____ Information

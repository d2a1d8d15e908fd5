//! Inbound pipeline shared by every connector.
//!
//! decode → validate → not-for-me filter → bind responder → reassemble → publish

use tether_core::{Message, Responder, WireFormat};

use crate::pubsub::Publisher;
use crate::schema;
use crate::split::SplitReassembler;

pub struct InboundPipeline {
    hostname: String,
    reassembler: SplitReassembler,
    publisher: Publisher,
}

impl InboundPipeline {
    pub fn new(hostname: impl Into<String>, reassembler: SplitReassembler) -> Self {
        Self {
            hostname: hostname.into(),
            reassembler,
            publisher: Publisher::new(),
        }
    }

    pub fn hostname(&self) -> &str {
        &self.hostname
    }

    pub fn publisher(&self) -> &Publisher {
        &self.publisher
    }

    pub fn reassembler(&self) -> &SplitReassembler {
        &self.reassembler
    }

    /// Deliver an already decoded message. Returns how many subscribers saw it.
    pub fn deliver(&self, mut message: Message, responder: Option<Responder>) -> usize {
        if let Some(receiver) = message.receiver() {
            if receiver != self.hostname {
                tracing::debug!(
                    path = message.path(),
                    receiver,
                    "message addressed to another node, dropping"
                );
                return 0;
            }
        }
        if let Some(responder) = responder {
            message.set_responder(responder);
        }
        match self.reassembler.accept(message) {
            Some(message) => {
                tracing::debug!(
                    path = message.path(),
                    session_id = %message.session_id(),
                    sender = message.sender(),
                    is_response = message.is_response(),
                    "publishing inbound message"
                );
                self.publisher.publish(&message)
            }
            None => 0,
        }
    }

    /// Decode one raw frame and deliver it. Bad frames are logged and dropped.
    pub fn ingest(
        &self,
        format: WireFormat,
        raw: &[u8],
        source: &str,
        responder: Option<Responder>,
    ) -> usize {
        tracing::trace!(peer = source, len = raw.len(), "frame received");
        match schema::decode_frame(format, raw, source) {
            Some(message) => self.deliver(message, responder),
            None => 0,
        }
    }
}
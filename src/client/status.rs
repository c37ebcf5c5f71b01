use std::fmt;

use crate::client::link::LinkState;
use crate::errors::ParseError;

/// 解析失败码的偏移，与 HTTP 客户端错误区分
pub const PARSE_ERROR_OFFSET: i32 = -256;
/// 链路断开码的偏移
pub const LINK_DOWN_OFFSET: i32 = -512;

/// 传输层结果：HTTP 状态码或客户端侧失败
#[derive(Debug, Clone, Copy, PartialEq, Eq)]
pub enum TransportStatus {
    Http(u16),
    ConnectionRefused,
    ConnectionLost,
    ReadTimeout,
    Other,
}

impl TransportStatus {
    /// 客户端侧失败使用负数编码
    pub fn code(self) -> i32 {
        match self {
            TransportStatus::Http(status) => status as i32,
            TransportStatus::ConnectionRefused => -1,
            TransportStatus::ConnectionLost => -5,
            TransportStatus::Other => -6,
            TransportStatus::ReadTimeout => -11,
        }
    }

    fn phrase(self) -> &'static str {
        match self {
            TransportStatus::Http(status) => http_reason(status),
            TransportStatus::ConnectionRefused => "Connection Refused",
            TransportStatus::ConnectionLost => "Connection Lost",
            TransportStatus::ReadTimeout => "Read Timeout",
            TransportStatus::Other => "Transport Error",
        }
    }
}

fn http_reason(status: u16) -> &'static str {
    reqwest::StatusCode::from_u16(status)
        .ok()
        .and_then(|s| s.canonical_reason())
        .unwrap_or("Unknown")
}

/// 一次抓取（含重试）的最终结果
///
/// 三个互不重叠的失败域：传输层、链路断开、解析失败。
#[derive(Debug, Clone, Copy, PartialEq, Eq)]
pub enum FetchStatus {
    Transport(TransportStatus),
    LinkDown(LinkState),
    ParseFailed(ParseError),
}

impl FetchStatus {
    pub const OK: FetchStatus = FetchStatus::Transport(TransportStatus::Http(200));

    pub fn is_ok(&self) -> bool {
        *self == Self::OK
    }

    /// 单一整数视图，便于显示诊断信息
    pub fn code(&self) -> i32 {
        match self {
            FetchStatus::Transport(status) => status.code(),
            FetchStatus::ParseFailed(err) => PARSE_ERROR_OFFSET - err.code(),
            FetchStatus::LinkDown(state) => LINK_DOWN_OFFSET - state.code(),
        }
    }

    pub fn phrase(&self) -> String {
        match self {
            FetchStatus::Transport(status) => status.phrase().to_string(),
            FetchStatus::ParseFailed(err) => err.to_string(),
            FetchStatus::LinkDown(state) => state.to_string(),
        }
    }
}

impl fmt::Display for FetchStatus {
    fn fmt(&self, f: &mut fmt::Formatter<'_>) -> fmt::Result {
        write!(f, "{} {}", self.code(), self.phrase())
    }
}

________

Exercise:
Go through the records and pull out each line that includes the word "ParseFailed".

Answer to this task:
    ParseFailed(ParseError),
            FetchStatus::ParseFailed(err) => PARSE_ERROR_OFFSET - err.code(),
            FetchStatus::ParseFailed(err) => err.to_string(),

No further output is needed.